2. The structure claimed in claim 1 wherein said support element is chosen from the class consisting of a low inertia roller, a linear bearing, and a Teflon block.
3. The structure claimed in claim 1 wherein said support element comprises a second driven counterrotating flywheel, said second flywheel having at least one circumferential groove formed about the periphery thereof.
4. The structure claimed in claim 1 wherein said flywheel has at least two circumferential grooves in parallel-spaced relationship about the periphery thereof and substantially evenly spaced along said line of contact between said flywheel and said driver.
5. The structure claimed in claim 4 wherein said grooves are of the same depth.
6. The structure claimed in claim 4 wherein said support element is chosen from the class consisting of a low inertia roller, a linear bearing, and a Teflon block.
7. The structure claimed in claim 4 wherein said support element comprises a second driven counterrotating flywheel, said second flywheel having at least one circumferential groove formed about the periphery thereof.
8. The structure claimed in claim 4 wherein said support element comprises a second driven counterrotating flywheel, said second flywheel having at least two circumferential grooves in parallel-spaced relationship about the periphery thereof and substantially evenly spaced along the line of contact between said second flywheel and said driver.
9. The structure claimed in claim 8 wherein said grooves on said second flywheel are of the same depth.
10. The structure claimed in claim 1 wherein said flywheel has an odd number of circumferential grooves greater than one in parallel-spaced relationship about the periphery thereof and substantially evenly spaced along said line of contact between said flywheel and said driver, the center one of said grooves being wider than the remainder of said grooves.
11. The structure claimed in claim 10 wherein said grooves are of the same depth.
12. The structure claimed in claim 10 wherein said support element is chosen from the class consisting of a low inertia roller, a linear bearing, and a Teflon block.
13. The structure claimed in claim 10 wherein said support element comprises a second driven counterrotating flywheel, said second flywheel having at least one circumferential groove formed about the periphery thereof.

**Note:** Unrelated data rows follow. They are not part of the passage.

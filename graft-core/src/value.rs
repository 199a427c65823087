//! The value model shared by both peers

use std::collections::BTreeMap;

use crate::matrix::{Complex, Matrix, SparseMatrix};

/// A value that can cross the wire.
///
/// `O` and `F` are the peer-specific representations of remote objects and
/// functions: live proxies on the master, table entries on the remote.
/// Everything else is passed by value and copied on every crossing.
#[derive(Debug, Clone, PartialEq)]
pub enum Value<O, F> {
    Null,
    Bool(bool),
    Int(i64),
    Float(f64),
    Str(String),
    Bytes(Vec<u8>),
    /// Promoted to a one-element `complex128` matrix on the wire
    Complex(Complex),
    Matrix(Matrix),
    Sparse(SparseMatrix),
    List(Vec<Value<O, F>>),
    /// Generic key-value mapping
    Map(BTreeMap<String, Value<O, F>>),
    /// Mapping the remote must materialise as a native record
    Struct(BTreeMap<String, Value<O, F>>),
    Object(O),
    Function(F),
}

impl<O, F> Value<O, F> {
    pub fn is_null(&self) -> bool {
        matches!(self, Value::Null)
    }

    /// Numeric view of scalars and one-element real matrices
    pub fn as_f64(&self) -> Option<f64> {
        match self {
            Value::Int(i) => Some(*i as f64),
            Value::Float(f) => Some(*f),
            Value::Bool(b) => Some(f64::from(u8::from(*b))),
            Value::Matrix(m) if m.len() == 1 => m.to_f64_vec().ok()?.first().copied(),
            _ => None,
        }
    }

    pub fn as_i64(&self) -> Option<i64> {
        match self {
            Value::Int(i) => Some(*i),
            _ => self
                .as_f64()
                .filter(|f| f.fract() == 0.0)
                .map(|f| f as i64),
        }
    }

    pub fn as_bool(&self) -> Option<bool> {
        match self {
            Value::Bool(b) => Some(*b),
            _ => self.as_f64().map(|f| f != 0.0),
        }
    }

    pub fn as_str(&self) -> Option<&str> {
        match self {
            Value::Str(s) => Some(s),
            _ => None,
        }
    }

    pub fn as_matrix(&self) -> Option<&Matrix> {
        match self {
            Value::Matrix(m) => Some(m),
            _ => None,
        }
    }

    pub fn as_sparse(&self) -> Option<&SparseMatrix> {
        match self {
            Value::Sparse(s) => Some(s),
            _ => None,
        }
    }

    pub fn as_list(&self) -> Option<&[Value<O, F>]> {
        match self {
            Value::List(items) => Some(items),
            _ => None,
        }
    }

    pub fn as_object(&self) -> Option<&O> {
        match self {
            Value::Object(o) => Some(o),
            _ => None,
        }
    }

    pub fn as_function(&self) -> Option<&F> {
        match self {
            Value::Function(f) => Some(f),
            _ => None,
        }
    }

    /// Split a multi-output reply into its parts; a single value yields itself
    pub fn into_outputs(self) -> Vec<Value<O, F>> {
        match self {
            Value::List(items) => items,
            Value::Null => Vec::new(),
            other => vec![other],
        }
    }

    /// Short name of the variant, used in error messages
    pub fn kind(&self) -> &'static str {
        match self {
            Value::Null => "null",
            Value::Bool(_) => "bool",
            Value::Int(_) => "int",
            Value::Float(_) => "float",
            Value::Str(_) => "string",
            Value::Bytes(_) => "bytes",
            Value::Complex(_) => "complex",
            Value::Matrix(_) => "matrix",
            Value::Sparse(_) => "sparse",
            Value::List(_) => "list",
            Value::Map(_) => "map",
            Value::Struct(_) => "struct",
            Value::Object(_) => "object",
            Value::Function(_) => "function",
        }
    }
}

impl<O, F> From<bool> for Value<O, F> {
    fn from(value: bool) -> Self {
        Value::Bool(value)
    }
}

impl<O, F> From<i64> for Value<O, F> {
    fn from(value: i64) -> Self {
        Value::Int(value)
    }
}

impl<O, F> From<f64> for Value<O, F> {
    fn from(value: f64) -> Self {
        Value::Float(value)
    }
}

impl<O, F> From<&str> for Value<O, F> {
    fn from(value: &str) -> Self {
        Value::Str(value.to_string())
    }
}

impl<O, F> From<String> for Value<O, F> {
    fn from(value: String) -> Self {
        Value::Str(value)
    }
}

impl<O, F> From<Complex> for Value<O, F> {
    fn from(value: Complex) -> Self {
        Value::Complex(value)
    }
}

impl<O, F> From<Matrix> for Value<O, F> {
    fn from(value: Matrix) -> Self {
        Value::Matrix(value)
    }
}

impl<O, F> From<SparseMatrix> for Value<O, F> {
    fn from(value: SparseMatrix) -> Self {
        Value::Sparse(value)
    }
}

impl<O, F> From<Vec<Value<O, F>>> for Value<O, F> {
    fn from(value: Vec<Value<O, F>>) -> Self {
        Value::List(value)
    }
}

impl<O, F> From<BTreeMap<String, Value<O, F>>> for Value<O, F> {
    fn from(value: BTreeMap<String, Value<O, F>>) -> Self {
        Value::Map(value)
    }
}

#[cfg(test)]
mod tests {
    use super::*;

    type Plain = Value<(), ()>;

    #[test]
    fn test_scalar_views() {
        assert_eq!(Plain::Int(3).as_f64(), Some(3.0));
        assert_eq!(Plain::Float(2.0).as_i64(), Some(2));
        assert_eq!(Plain::Float(2.5).as_i64(), None);
        assert_eq!(Plain::from(Matrix::scalar(7.0f64)).as_f64(), Some(7.0));
        assert_eq!(Plain::from(Matrix::scalar(1u8)).as_bool(), Some(true));
        assert_eq!(Plain::from("x").as_str(), Some("x"));
    }

    #[test]
    fn test_into_outputs() {
        let list = Plain::List(vec![Plain::Int(1), Plain::Int(2)]);
        assert_eq!(list.into_outputs().len(), 2);
        assert!(Plain::Null.into_outputs().is_empty());
        assert_eq!(Plain::Int(5).into_outputs(), vec![Plain::Int(5)]);
    }
}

14. The structure claimed in claim 10 wherein said support element comprises a second driven counterrotating flywheel, said second flywheel having an odd number of circumferential grooves greater than one in parallelspaced relationship about the periphery thereof and substantially evenly spaced along the line of contact between said second flywheel and said driver, the center one of said grooves being wider than the remainder of said grooves.
15. The structure claimed in claim 14 wherein said grooves on said second flywheel are of the same depth.
16. An improved electro-mechanical fastener driving tool of the type having a driver and rotating flywheel for driving nails collated using strips of material coated with a thermoplastic substance, together with a support element to frictionally engage said driver between said flywheel and said support element and move said driver through a working stroke, wherein the improvement comprises: a flywheel containing at least one circumferential groove formed about its periphery, said groove defining an area along the driver-flywheel contact line into which said thermoplastic substance from said collating strip flows to prevent an accumulation of said thermoplastic substance on the outer surface of said flywheel and a consequent loss of frictional surface.
17. The structure claimed in claim 16 wherein said flywheel has at least two circumferential grooves in parallel-spaced relationship about the periphery thereof and substantially evenly spaced along said line of contact between said flywheel and said driver.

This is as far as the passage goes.